Queste persone molto spesso stazionano davanti alla Questura ma non possono accedere per ora ne al sistema dell’ accoglienza ,ne ai servizi di integrazione dormendo in posti di fortuna. “Dopo la conferenza stampa di lunedì scorso, il questore ha preso iniziativa e ha deciso di foto segnalare i pakistani presenti – continuano i consiglieri – il foto segnalamento non è la formalizzazione della richiesta di Asilo. E’ solamente la certificazione della presenza del foto segnalato sul territorio. Con il foglio del foto segnalamento, i ragazzi non hanno comunque diritto di accedere ai servizi del welfare, in quanto esso non costituisce un surrogato di documento di identità ne di soggiorno. Il vantaggio di questo foto segnalamento è quello di aver restituito un riconoscimento ufficiale della presenza sul territorio di questi stranieri (da ora le istituzioni se ne devono fare carico, compresa la questura che, infatti, ad un certo punto, sarà obbligata a chiamare queste persone per dar loro la possibilità di formalizzare la richiesta di asilo)”.

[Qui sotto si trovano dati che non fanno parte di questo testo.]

//! Repository vs database ordinal parity

use super::channel::SchemaChannel;
use super::ledger::repo_head_ordinal;
use crate::error::GovResult;
use serde::Serialize;
use std::path::Path;
use tracing::{info, warn};

#[derive(Debug, Clone, Copy, PartialEq, Eq, Serialize)]
#[serde(rename_all = "camelCase")]
pub struct SchemaHealth {
    pub repo_ordinal: u32,
    pub db_ordinal: u32,
}

impl SchemaHealth {
    pub fn in_sync(&self) -> bool {
        self.repo_ordinal == self.db_ordinal
    }

    pub fn summary_line(&self) -> String {
        if self.in_sync() {
            "PASS: parity OK".to_string()
        } else {
            format!(
                "FAIL: drift detected repo={} db={}",
                self.repo_ordinal, self.db_ordinal
            )
        }
    }
}

/// Compare the repository head ordinal with the live database ordinal
pub async fn check_health<C: SchemaChannel>(
    dir: &Path,
    channel: &C,
    db: &str,
) -> GovResult<SchemaHealth> {
    let repo_ordinal = repo_head_ordinal(dir)?;
    info!("Repo head ordinal: {}", repo_ordinal);
    let db_ordinal = channel.current_ordinal(db).await?;
    info!("DB current ordinal: {}", db_ordinal);

    let health = SchemaHealth {
        repo_ordinal,
        db_ordinal,
    };
    if !health.in_sync() {
        warn!("{}", health.summary_line());
    }
    Ok(health)
}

I consiglieri chiedono all’Amministrazione quali interventi anche di bassa soglia sta mettendo in campo il comune e di come il Comune si sta occupando delle persone che dormono e stazionano di fronte alla Questura.

“Come intende trovare l’amministrazione una soluzione dignitosa per queste persone anche al fine di proteggere la comunità sia dal rischio sociale di finire in circuiti illegali, parlando di persone che arrivano da paesi nei quali c’è un alto tasso di persone affette da tbc, oltre ad essere un serbatoio di poliomelite e che hanno alle spalle un viaggio caratterizzato da condizioni estreme anche sul piano sanitario. Perché l’amministrazione non mette a disposizione strumenti emergenziali per queste persone come palestre, ampliamento momentaneo del dormitorio con accesso speciale senza documenti ufficiali?” chiedono i consiglieri in una interpellanza.